My next thought would be to try to get a dictionary program of my own. It would need to be in Java as my program is written in Java. Does the Java API already have a class for doing this? Can I get a descent one that someone has already coded, and all I have to do is submit the string/word to it?
My program is not being used for spell checking. I want to write a program for unscrambling the Jumbled Word Puzzles when I get stuck on a scrambled word. Thanks for your suggestions.
You could use one of the open source dictionaries and load it into a database: ftp://ftp.cerias.purdue.edu/pub/dict/ and ftp://ftp.ox.ac.uk/pub/wordlists/
For scrambled words, you might want to look at the Jumble algorithm, an implementation of which is seen here.
If you don't need spell checking this would be really easy. Just load all your words into a HashSet and then check to see if that set contains the word you want to test. There are tons of word lists available.

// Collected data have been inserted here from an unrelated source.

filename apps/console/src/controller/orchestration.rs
//! Command orchestration helpers from UI actions to backend command queue.

use crossbeam_channel::{Sender, TrySendError};

use crate::backend_bridge::commands::BackendCommand;

pub fn dispatch_backend_command(
    cmd_tx: &Sender<BackendCommand>,
    cmd: BackendCommand,
    status: &mut String,
) {
    let cmd_name = cmd.name();

    match cmd_tx.try_send(cmd) {
        Ok(()) => tracing::debug!(command = cmd_name, "queued ui->backend command"),
        Err(TrySendError::Full(_)) => {
            *status = "UI command queue is full; please retry".to_string();
        }
        Err(TrySendError::Disconnected(_)) => {
            *status = "Backend worker stopped; restart the application".to_string();
        }
    }
}
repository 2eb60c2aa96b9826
//! Controller layer: UI events and command orchestration.

pub mod events;
pub mod orchestration;
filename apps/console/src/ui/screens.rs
//! Text renderings of the navigation bar, both screens and the notification slot.

use chrono::NaiveDate;
use client_core::{Notification, Severity, ViewSnapshot};
use shared::protocol::{AttendanceDraft, EmployeeDraft};

use crate::ui::app::Route;

pub fn render_navigation(route: Route) -> String {
    let tab = |target: Route, label: &str| {
        if target == route {
            format!("[{label}]")
        } else {
            format!(" {label} ")
        }
    };
    format!(
        "HRMS Lite   {}   {}",
        tab(Route::Employees, "Employee Management"),
        tab(Route::Attendance, "Attendance Management")
    )
}

pub fn render_employee_screen(snapshot: &ViewSnapshot, form: &EmployeeDraft) -> String {
    let mut lines = vec![
        "== Add New Employee ==".to_string(),
        format!("  Employee ID : {}", form.employee_id),
        format!("  Full Name   : {}", form.full_name),
        format!("  Email       : {}", form.email),
        format!("  Department  : {}", form.department),
        "  > add <employee_id> <full_name> <email> <department>".to_string(),
        String::new(),
        "== Employee List ==".to_string(),
    ];

    if snapshot.employees.is_empty() {
        lines.push("  No employees found. Add some employees to get started.".to_string());
    }
    for employee in &snapshot.employees {
        lines.push(format!("  - {}", employee.full_name));
        lines.push(format!("      ID: {}", employee.employee_id));
        lines.push(format!("      {}", employee.department));
    }
    lines.push("  > view <employee_id> | delete <employee_id>".to_string());

    lines.join("\n")
}

pub fn render_attendance_screen(snapshot: &ViewSnapshot, form: &AttendanceDraft) -> String {
    let picked = if form.employee_id.is_empty() {
        "-".to_string()
    } else {
        match snapshot.employee(&form.employee_id) {
            Some(employee) => format!("{} ({})", employee.full_name, employee.employee_id),
            None => form.employee_id.clone(),
        }
    };
    let mut lines = vec![
        "== Mark Attendance ==".to_string(),
        format!("  Employee : {picked}"),
        format!(
            "  Date     : {}",
            form.date.map(|date| date.to_string()).unwrap_or_else(|| "-".into())
        ),
        format!("  Status   : {}", form.status.label()),
        "  > mark <employee_id> <YYYY-MM-DD> [present|absent]".to_string(),
    ];
    if !snapshot.employees.is_empty() {
        let options = snapshot
            .employees
            .iter()
            .map(|employee| format!("{} ({})", employee.full_name, employee.employee_id))
            .collect::<Vec<_>>()
            .join(", ");
        lines.push(format!("  Employees: {options}"));
    }
    lines.push(String::new());
    lines.push("== Attendance Records ==".to_string());

    if snapshot.attendance_loading {
        lines.push("  Loading attendance...".to_string());
    }

    let Some(selection) = snapshot.selection.as_deref() else {
        lines.push("  Select an employee to view attendance records.".to_string());
        return lines.join("\n");
    };

    match snapshot.selected_employee() {
        Some(employee) => {
            lines.push(format!(
                "  {} ({})",
                employee.full_name, employee.employee_id
            ));
            lines.push(format!("  {}", employee.department));
        }
        None => lines.push(format!("  ({selection})")),
    }

    let records = snapshot.displayed_attendance();
    if records.is_empty() {
        lines.push("  No attendance records found for this employee.".to_string());
    }
    for record in records {
        lines.push(format!(
            "  - {:<14}{}",
            display_date(record.date),
            record.status.label()
        ));
    }

    lines.join("\n")
}

pub fn render_notification(notification: &Notification) -> String {
    let tag = match notification.severity {
        Severity::Success => "success",
        Severity::Error => "error",
    };
    format!("[{tag}] {}   (dismiss to close)", notification.message)
}

fn display_date(date: NaiveDate) -> String {
    date.format("%b %-d, %Y").to_string()
}

#[cfg(test)]
#[path = "tests/screens_tests.rs"]
mod tests;
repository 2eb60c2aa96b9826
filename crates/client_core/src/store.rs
//! View state store: sole owner of server-derived data and sole caller of the
//! gateway. Screens read snapshots and request mutations through the named
//! operations below; every failure ends up on the notification surface.

use std::{
    sync::{Arc, Mutex, MutexGuard, PoisonError},
    time::Duration,
};

use shared::protocol::{AttendanceDraft, AttendanceRecord, Employee, EmployeeDraft};
use tokio::sync::broadcast;
use tracing::{debug, info, warn};

use crate::{
    error::{GatewayError, ValidationError},
    gateway::Gateway,
    notification::Notifier,
};

const EVENT_CAPACITY: usize = 64;

#[derive(Debug, Clone, Copy, PartialEq, Eq)]
pub enum StoreEvent {
    EmployeesChanged,
    AttendanceChanged,
    LoadingChanged,
}

/// Read-only copy of the store state handed to screens.
#[derive(Debug, Clone, Default, PartialEq, Eq)]
pub struct ViewSnapshot {
    pub employees: Vec<Employee>,
    pub attendance: Vec<AttendanceRecord>,
    pub selection: Option<String>,
    pub attendance_loading: bool,
}

impl ViewSnapshot {
    /// Attendance records belonging to the active selection; empty without one.
    pub fn displayed_attendance(&self) -> Vec<&AttendanceRecord> {
        let Some(selection) = self.selection.as_deref() else {
            return Vec::new();
        };
        self.attendance
            .iter()
            .filter(|record| record.employee_id == selection)
            .collect()
    }

    pub fn selected_employee(&self) -> Option<&Employee> {
        let selection = self.selection.as_deref()?;
        self.employee(selection)
    }

    pub fn employee(&self, employee_id: &str) -> Option<&Employee> {
        self.employees
            .iter()
            .find(|employee| employee.employee_id == employee_id)
    }
}

#[derive(Default)]
struct ViewState {
    employees: Vec<Employee>,
    attendance: Vec<AttendanceRecord>,
    selection: Option<String>,
    attendance_loading: bool,
    /// Tag of the most recent attendance request; older responses are dropped.
    attendance_seq: u64,
    /// Employee targeted by the in-flight attendance request, if any.
    attendance_requested: Option<String>,
}

impl ViewState {
    fn invalidate_attendance_request(&mut self) {
        self.attendance_seq += 1;
        self.attendance_requested = None;
        self.attendance_loading = false;
    }
}

pub struct ViewStore {
    gateway: Arc<dyn Gateway>,
    inner: Mutex<ViewState>,
    notifier: Notifier,
    events: broadcast::Sender<StoreEvent>,
}

/// Clears the loading flag when an attendance request ends, including when the
/// request future is dropped before completing.
struct AttendanceTicket<'a> {
    store: &'a ViewStore,
    seq: u64,
}

impl Drop for AttendanceTicket<'_> {
    fn drop(&mut self) {
        let cleared = {
            let mut state = self.store.state();
            if state.attendance_seq == self.seq && state.attendance_loading {
                state.attendance_loading = false;
                state.attendance_requested = None;
                true
            } else {
                false
            }
        };
        if cleared {
            self.store.emit(StoreEvent::LoadingChanged);
        }
    }
}

impl ViewStore {
    pub fn new(gateway: Arc<dyn Gateway>, notification_ttl: Duration) -> Arc<Self> {
        let (events, _) = broadcast::channel(EVENT_CAPACITY);
        Arc::new(Self {
            gateway,
            inner: Mutex::new(ViewState::default()),
            notifier: Notifier::new(notification_ttl),
            events,
        })
    }

    pub fn notifier(&self) -> &Notifier {
        &self.notifier
    }

    pub fn subscribe_events(&self) -> broadcast::Receiver<StoreEvent> {
        self.events.subscribe()
    }

    pub fn snapshot(&self) -> ViewSnapshot {
        let state = self.state();
        ViewSnapshot {
            employees: state.employees.clone(),
            attendance: state.attendance.clone(),
            selection: state.selection.clone(),
            attendance_loading: state.attendance_loading,
        }
    }

    pub async fn load_employees(&self) {
        match self.gateway.list_employees().await {
            Ok(employees) => {
                info!(count = employees.len(), "employee list loaded");
                self.state().employees = employees;
                self.emit(StoreEvent::EmployeesChanged);
            }
            Err(err) => self.report_failure("load_employees", &err),
        }
    }

    /// Returns the created employee so the caller can reset its form.
    pub async fn add_employee(&self, draft: EmployeeDraft) -> Option<Employee> {
        if !draft.is_complete() {
            self.reject(ValidationError::IncompleteEmployee);
            return None;
        }

        match self.gateway.create_employee(&draft).await {
            Ok(employee) => {
                info!(employee_id = %employee.employee_id, "employee created");
                self.state().employees.push(employee.clone());
                self.emit(StoreEvent::EmployeesChanged);
                self.notifier.success("Employee added successfully!");
                Some(employee)
            }
            Err(err) => {
                self.report_failure("add_employee", &err);
                None
            }
        }
    }

    pub async fn delete_employee(&self, employee: &Employee) -> bool {
        let Some(id) = employee.id.clone() else {
            debug!(employee_id = %employee.employee_id, "delete skipped: no server id");
            return false;
        };

        if let Err(err) = self.gateway.delete_employee(&id).await {
            self.report_failure("delete_employee", &err);
            return false;
        }

        let (selection_cleared, loading_cleared) = {
            let mut state = self.state();
            state
                .employees
                .retain(|existing| existing.id.as_ref() != Some(&id));

            let selection_cleared =
                state.selection.as_deref() == Some(employee.employee_id.as_str());
            if selection_cleared {
                state.selection = None;
                state.attendance.clear();
            }

            let loading_cleared =
                state.attendance_requested.as_deref() == Some(employee.employee_id.as_str());
            if loading_cleared {
                state.invalidate_attendance_request();
            }
            (selection_cleared, loading_cleared)
        };

        info!(employee_id = %employee.employee_id, selection_cleared, "employee deleted");
        self.emit(StoreEvent::EmployeesChanged);
        if selection_cleared {
            self.emit(StoreEvent::AttendanceChanged);
        }
        if loading_cleared {
            self.emit(StoreEvent::LoadingChanged);
        }
        self.notifier.success(format!(
            "Employee {} deleted successfully!",
            employee.full_name
        ));
        true
    }

    /// Drops the active selection and its attendance list without touching the
    /// network. Any attendance request still in flight is invalidated.
    pub fn clear_selection(&self) {
        {
            let mut state = self.state();
            state.attendance.clear();
            state.selection = None;
            state.invalidate_attendance_request();
        }
        debug!("attendance selection cleared");
        self.emit(StoreEvent::AttendanceChanged);
    }

    /// Selects `employee_id` and replaces the attendance list with its records.
    /// A blank id deselects. When requests overlap, the most recently issued
    /// one wins regardless of the order responses arrive in.
    pub async fn fetch_attendance(&self, employee_id: &str) {
        let employee_id = employee_id.trim();
        if employee_id.is_empty() {
            self.clear_selection();
            return;
        }

        let seq = {
            let mut state = self.state();
            state.attendance_seq += 1;
            state.attendance_loading = true;
            state.attendance_requested = Some(employee_id.to_string());
            state.attendance_seq
        };
        self.emit(StoreEvent::LoadingChanged);
        let ticket = AttendanceTicket { store: self, seq };

        let result = self.gateway.list_attendance(employee_id).await;

        let outcome = {
            let mut state = self.state();
            if state.attendance_seq != seq {
                None
            } else {
                Some(result.map(|records| {
                    let count = records.len();
                    state.attendance = records;
                    state.selection = Some(employee_id.to_string());
                    count
                }))
            }
        };
        drop(ticket);

        match outcome {
            None => debug!(employee_id, seq, "discarding stale attendance response"),
            Some(Ok(count)) => {
                info!(employee_id, count, "attendance loaded");
                self.emit(StoreEvent::AttendanceChanged);
            }
            Some(Err(err)) => self.report_failure("fetch_attendance", &err),
        }
    }

    /// Returns the created record so the caller can reset its form.
    pub async fn add_attendance(&self, draft: AttendanceDraft) -> Option<AttendanceRecord> {
        let Some(request) = draft.into_request() else {
            self.reject(ValidationError::IncompleteAttendance);
            return None;
        };

        let record = match self.gateway.mark_attendance(&request).await {
            Ok(record) => record,
            Err(err) => {
                self.report_failure("add_attendance", &err);
                return None;
            }
        };

        let (prepended, full_name) = {
            let mut state = self.state();
            let prepended = state.selection.as_deref() == Some(request.employee_id.as_str());
            if prepended {
                state.attendance.insert(0, record.clone());
            }
            let full_name = state
                .employees
                .iter()
                .find(|employee| employee.employee_id == request.employee_id)
                .map(|employee| employee.full_name.clone());
            (prepended, full_name)
        };

        info!(
            employee_id = %request.employee_id,
            date = %request.date,
            prepended,
            "attendance marked"
        );
        if prepended {
            self.emit(StoreEvent::AttendanceChanged);
        }
        self.notifier.success(format!(
            "Attendance marked for {}!",
            full_name.as_deref().unwrap_or("employee")
        ));
        Some(record)
    }

    fn state(&self) -> MutexGuard<'_, ViewState> {
        self.inner.lock().unwrap_or_else(PoisonError::into_inner)
    }

    fn emit(&self, event: StoreEvent) {
        let _ = self.events.send(event);
    }

    fn reject(&self, err: ValidationError) {
        debug!(%err, "form rejected locally");
        self.notifier.error(err.to_string());
    }

    fn report_failure(&self, operation: &'static str, err: &GatewayError) {
        warn!(operation, error = %err, "gateway call failed");
        self.notifier.error(err.user_message());
    }
}

#[cfg(test)]
#[path = "tests/store_tests.rs"]
mod tests;
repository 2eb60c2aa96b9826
use std::fmt;

use serde::{Deserialize, Serialize};

/// Server-assigned identifier. Backends differ on whether this is numeric or
/// an opaque string, so both are accepted and normalised to text.
#[derive(Debug, Clone, PartialEq, Eq, Hash, Serialize, Deserialize)]
#[serde(from = "RawRecordId")]
pub struct RecordId(pub String);

#[derive(Deserialize)]
#[serde(untagged)]
enum RawRecordId {
    Text(String),
    Number(i64),
}

impl From<RawRecordId> for RecordId {
    fn from(value: RawRecordId) -> Self {
        match value {
            RawRecordId::Text(text) => Self(text),
            RawRecordId::Number(number) => Self(number.to_string()),
        }
    }
}

impl RecordId {
    pub fn new(value: impl Into<String>) -> Self {
        Self(value.into())
    }

    pub fn as_str(&self) -> &str {
        &self.0
    }
}

impl fmt::Display for RecordId {
    fn fmt(&self, f: &mut fmt::Formatter<'_>) -> fmt::Result {
        f.write_str(&self.0)
    }
}

#[derive(Debug, Clone, Copy, PartialEq, Eq, Default, Serialize, Deserialize)]
#[serde(rename_all = "snake_case")]
pub enum AttendanceStatus {
    #[default]
    Present,
    Absent,
}

impl AttendanceStatus {
    pub fn label(self) -> &'static str {
        match self {
            Self::Present => "Present",
            Self::Absent => "Absent",
        }
    }

    pub fn parse(raw: &str) -> Option<Self> {
        if raw.eq_ignore_ascii_case("present") {
            Some(Self::Present)
        } else if raw.eq_ignore_ascii_case("absent") {
            Some(Self::Absent)
        } else {
            None
        }
    }
}

#[cfg(test)]
mod tests {
    use super::*;

    #[test]
    fn record_id_accepts_numbers_and_strings() {
        let numeric: RecordId = serde_json::from_str("42").expect("numeric id");
        let text: RecordId = serde_json::from_str("\"65a1f0\"").expect("text id");
        assert_eq!(numeric, RecordId::new("42"));
        assert_eq!(text.as_str(), "65a1f0");
    }

    #[test]
    fn status_uses_lowercase_wire_names() {
        assert_eq!(
            serde_json::to_string(&AttendanceStatus::Absent).expect("serialize"),
            "\"absent\""
        );
        assert_eq!(AttendanceStatus::parse("PRESENT"), Some(AttendanceStatus::Present));
        assert_eq!(AttendanceStatus::parse("late"), None);
    }
}
//! Line-oriented command parsing for the console screens.

use chrono::NaiveDate;
use clap::{Parser, Subcommand, ValueEnum};
use shared::domain::AttendanceStatus;

#[derive(Parser, Debug)]
#[command(multicall = true)]
struct ReplLine {
    #[command(subcommand)]
    command: ReplCommand,
}

#[derive(Subcommand, Debug, Clone, PartialEq, Eq)]
pub enum ReplCommand {
    /// Show the employee screen
    Employees,
    /// Show the attendance screen
    Attendance,
    /// Create an employee; quote values containing spaces
    Add {
        employee_id: Option<String>,
        full_name: Option<String>,
        email: Option<String>,
        department: Option<String>,
    },
    /// Delete an employee by business id
    Delete { employee_id: String },
    /// Open an employee's attendance records
    View { employee_id: String },
    /// Change the attendance selection; no id clears it
    Select { employee_id: Option<String> },
    /// Mark attendance for a day
    Mark {
        employee_id: Option<String>,
        /// Calendar day as YYYY-MM-DD
        date: Option<NaiveDate>,
        #[arg(value_enum, default_value_t = StatusArg::Present)]
        status: StatusArg,
    },
    /// Reload the employee list
    Reload,
    /// Close the current notification
    Dismiss,
    /// Leave the application
    #[command(alias = "exit")]
    Quit,
}

#[derive(ValueEnum, Debug, Clone, Copy, PartialEq, Eq)]
pub enum StatusArg {
    Present,
    Absent,
}

impl From<StatusArg> for AttendanceStatus {
    fn from(value: StatusArg) -> Self {
        match value {
            StatusArg::Present => Self::Present,
            StatusArg::Absent => Self::Absent,
        }
    }
}

/// `Ok(None)` for blank input; errors carry text ready to show the user,
/// including rendered help.
pub fn parse_line(line: &str) -> Result<Option<ReplCommand>, String> {
    let words = split_words(line)?;
    if words.is_empty() {
        return Ok(None);
    }
    ReplLine::try_parse_from(words)
        .map(|parsed| Some(parsed.command))
        .map_err(|err| err.render().to_string().trim_end().to_string())
}

/// Whitespace splitting with single or double quotes grouping words.
fn split_words(line: &str) -> Result<Vec<String>, String> {
    let mut words = Vec::new();
    let mut current = String::new();
    let mut in_word = false;
    let mut quote: Option<char> = None;

    for ch in line.chars() {
        match quote {
            Some(open) if ch == open => quote = None,
            Some(_) => current.push(ch),
            None if ch == '"' || ch == '\'' => {
                quote = Some(ch);
                in_word = true;
            }
            None if ch.is_whitespace() => {
                if in_word {
                    words.push(std::mem::take(&mut current));
                    in_word = false;
                }
            }
            None => {
                current.push(ch);
                in_word = true;
            }
        }
    }

    if let Some(open) = quote {
        return Err(format!("unterminated {open} quote"));
    }
    if in_word {
        words.push(current);
    }
    Ok(words)
}

#[cfg(test)]
#[path = "tests/input_tests.rs"]
mod tests;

If you do need a spell checker, then check out aspell or other free APIs.
aspell and its associated word lists and dictionaries might be the answer.
I think aspell has a Java version.
edit: actually it looks like you might do better with this aspell spinoff called Jazzy.
Maybe you can check some wordlist:
http://wordlist.sourceforge.net/
This page has some word lists in text format, so you can process in Java yourself, most easily using a HashSet. You need to use more efficient data structures if efficiency is important.
Maybe you could try Peter Norvig's spelling checker. I think it's an elegant way to get 80-90% accuracy.